- Work instruction -
Read the data below line by line and copy each one with "usize" in it.

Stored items
--
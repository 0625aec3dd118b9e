//! This crate provides a read-only analytics API over a song chart dataset. The dataset is a
//! CSV file of chart entries (title, channel, publication date, views, likes and comments)
//! that is loaded into memory once at start-up. Every request is a query over that immutable
//! table: summary statistics, the most viewed songs, per-artist totals, engagement rate
//! rankings and a paginated listing.
//!
//! If the dataset cannot be loaded the server still starts, serving an empty table and
//! reporting `data_loaded: false` from its health check.
//!
//! The server is built on top of a number of open source components.
//!
//! * [Tokio](tokio), the most popular asynchronous Rust runtime.
//! * [Axum](axum) web framework, built by the Tokio team, on top of the [hyper] HTTP library.
//! * [Serde](serde) performs serialisation of JSON response data.
//! * [csv] parses the dataset.
//! * [ndarray] provides the numerical arrays used for column statistics.

pub mod app;
pub mod app_state;
pub mod cli;
pub mod error;
pub mod metrics;
pub mod models;
pub mod operation;
pub mod operations;
pub mod server;
pub mod statistics;
pub mod table;
#[cfg(test)]
pub mod test_utils;
pub mod tracing;
use crate::models::Song;
use crate::table::Table;

/// Create the `index`th test song, with one of `channels` distinct channel names.
pub(crate) fn get_test_song(index: usize, channels: usize) -> Song {
    let index_u64 = index as u64;
    Song::new(
        &format!("Song {}", index),
        &format!("Channel {}", index % channels),
        &format!("2024-{:02}-{:02}", index % 12 + 1, index % 28 + 1),
        1_000 + (index_u64 * 7_919) % 1_000,
        10 + (index_u64 % 13) * 3,
        index_u64 % 5,
    )
}

/// Create a table of `songs` test songs spread over `channels` distinct channel names.
pub(crate) fn get_test_table(songs: usize, channels: usize) -> Table {
    Table::from_songs((0..songs).map(|i| get_test_song(i, channels)).collect())
}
--
- Exercise output -
pub(crate) fn get_test_song(index: usize, channels: usize) -> Song {
pub(crate) fn get_test_table(songs: usize, channels: usize) -> Table {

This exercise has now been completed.